The concept of morality, right and wrong, is a hotly debated topic. Philosophers, lawmakers, judicial officials, parents and educators, among others, all have their own takes on what is right and wrong. You can make the argument that many things, if not all things, are subjectively moral and can be justified when looked at in full context, with all the facts available. There are some things that, when all is said and done, can be defended.
Littering is not one of those things.
For the life of me, I will never understand why people feel the need to throw trash wherever they feel like. Trash cans, and especially recycling bins, are virtually everywhere. Littering simply is not acceptable and it is a major blight on our communities.
You may ask, “why are you so passionately against littering? Nobody’s being hurt.” While yes, it may be true that littering does not have a “victim” per se, it is far from harmless. The major losers in the littering war are the environment on a macro scale and, when you zoom in, our main streets and land preserves. Practically everyone has walked down a beautiful stretch of city street and thought “now, what is the point of tossing your candy wrapper on the sidewalk?” at some point in their lives. Studies have shown that some items, such as Styrofoam, may take up to 500 years to break down. In those 500 years, irreparable damage is being done. Recent measurements have found that 1.9 billion tons of litter end up in the ocean every year. Animals are harmed, entire plant ecosystems can feel the effects, and humans will see noticeable issues. Germs are spread, waterways are clogged, and natural resources may even be contaminated with chemicals, all due to litter and improperly discarded garbage (4).
I’m a big outdoors guy, I love hiking and being able to enjoy the natural beauty of our Earth. With that in mind, my biggest gripe about littering is that it detracts from this natural beauty by dirtying our national and state parks, our rivers and streams, and the likes. Every year, visitors leave 100 million pounds of garbage in our national parks (3), and that doesn’t account for state parks, community parks, or “hole-in-the-wall” local spots. Nothing breaks my heart more than seeing water bottles and snack wrappers along an otherwise gorgeous hiking trail or walking path, and I swear if I see another old rubber tire in a river I might shed a tear. This disrespect of the world we live in is sad to see, but it is something that seems to be a losing battle and that is extremely unfortunate. For every discarded granola wrapper you pick up, it feels like 5 more get thrown down in its place. It is discouraging, but it is not a battle fought for nothing. Taking pride in our communities and working for the greater good is never a waste of energy. Every small bit DOES count and is greatly appreciated.

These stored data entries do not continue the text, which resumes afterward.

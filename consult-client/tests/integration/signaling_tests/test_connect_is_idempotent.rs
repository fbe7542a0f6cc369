use crate::integration::{create_test_service, init_tracing};
use crate::utils::{LocalConnector, client_for, eventually, participant, session};

#[tokio::test]
async fn test_second_connect_reuses_the_transport() {
    init_tracing();
    let service = create_test_service();
    let connector = LocalConnector::new(&service);
    let client = client_for(connector.clone(), "pat-1");

    let first = client.connect(&session("room-123")).await.expect("connect");
    let second = client
        .connect(&session("room-123"))
        .await
        .expect("connect again");

    assert_eq!(first, second);
    assert_eq!(first.members, 1);
    assert!(first.peers.is_empty());
    assert_eq!(connector.opens(), 1);
    assert_eq!(
        service.registry().members(&session("room-123")).await,
        Some(vec![participant("pat-1")])
    );
}

#[tokio::test]
async fn test_concurrent_connects_share_one_attempt() {
    init_tracing();
    let service = create_test_service();
    let connector = LocalConnector::new(&service);
    let client = client_for(connector.clone(), "pat-1");
    let room = session("room-123");

    let (a, b, c) = tokio::join!(
        client.connect(&room),
        client.connect(&room),
        client.connect(&room)
    );

    let a = a.expect("first caller");
    assert_eq!(b, Ok(a.clone()));
    assert_eq!(c, Ok(a));
    assert_eq!(connector.opens(), 1);
}

#[tokio::test]
async fn test_second_participant_sees_the_first_as_peer() {
    init_tracing();
    let service = create_test_service();
    let doc = client_for(LocalConnector::new(&service), "doc-1");
    let pat = client_for(LocalConnector::new(&service), "pat-1");

    doc.connect(&session("room-123")).await.expect("doc joins");
    let ack = pat.connect(&session("room-123")).await.expect("pat joins");

    assert_eq!(ack.members, 2);
    assert_eq!(ack.peers, vec![participant("doc-1")]);
    assert_eq!(ack.participant_id, participant("pat-1"));
    assert!(!pat.ice_servers().await.is_empty());
}

#[tokio::test]
async fn test_connecting_elsewhere_leaves_the_previous_session() {
    init_tracing();
    let service = create_test_service();
    let connector = LocalConnector::new(&service);
    let client = client_for(connector.clone(), "pat-1");

    client.connect(&session("room-123")).await.expect("first");
    client.connect(&session("room-456")).await.expect("second");

    let registry = service.registry();
    assert!(eventually(|| !registry.contains_session(&session("room-123"))).await);
    assert!(registry.contains_session(&session("room-456")));
    assert_eq!(
        client.session().await.map(|ack| ack.session_id),
        Some(session("room-456"))
    );
    assert_eq!(connector.opens(), 2);
}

As the new year introduces itself to us, many people like to take the opportunity to create resolutions or goals for themselves. I propose that we take a collective resolution, a conjoined effort, a shared goal, to reduce littering in our communities. If you have been known to litter, be more mindful of how you discard your trash. If you’re out and about in the city or a park, take a second to pick up one or two pieces of garbage you may find laying around. If we all chip in, we can make a noticeable difference on the front lines of our cities and towns. It may seem to be a daunting task, to clean up the world around us. But, to that I say, never underestimate the power of a community of dedicated individuals. Let’s throw littering into the trash once and for all.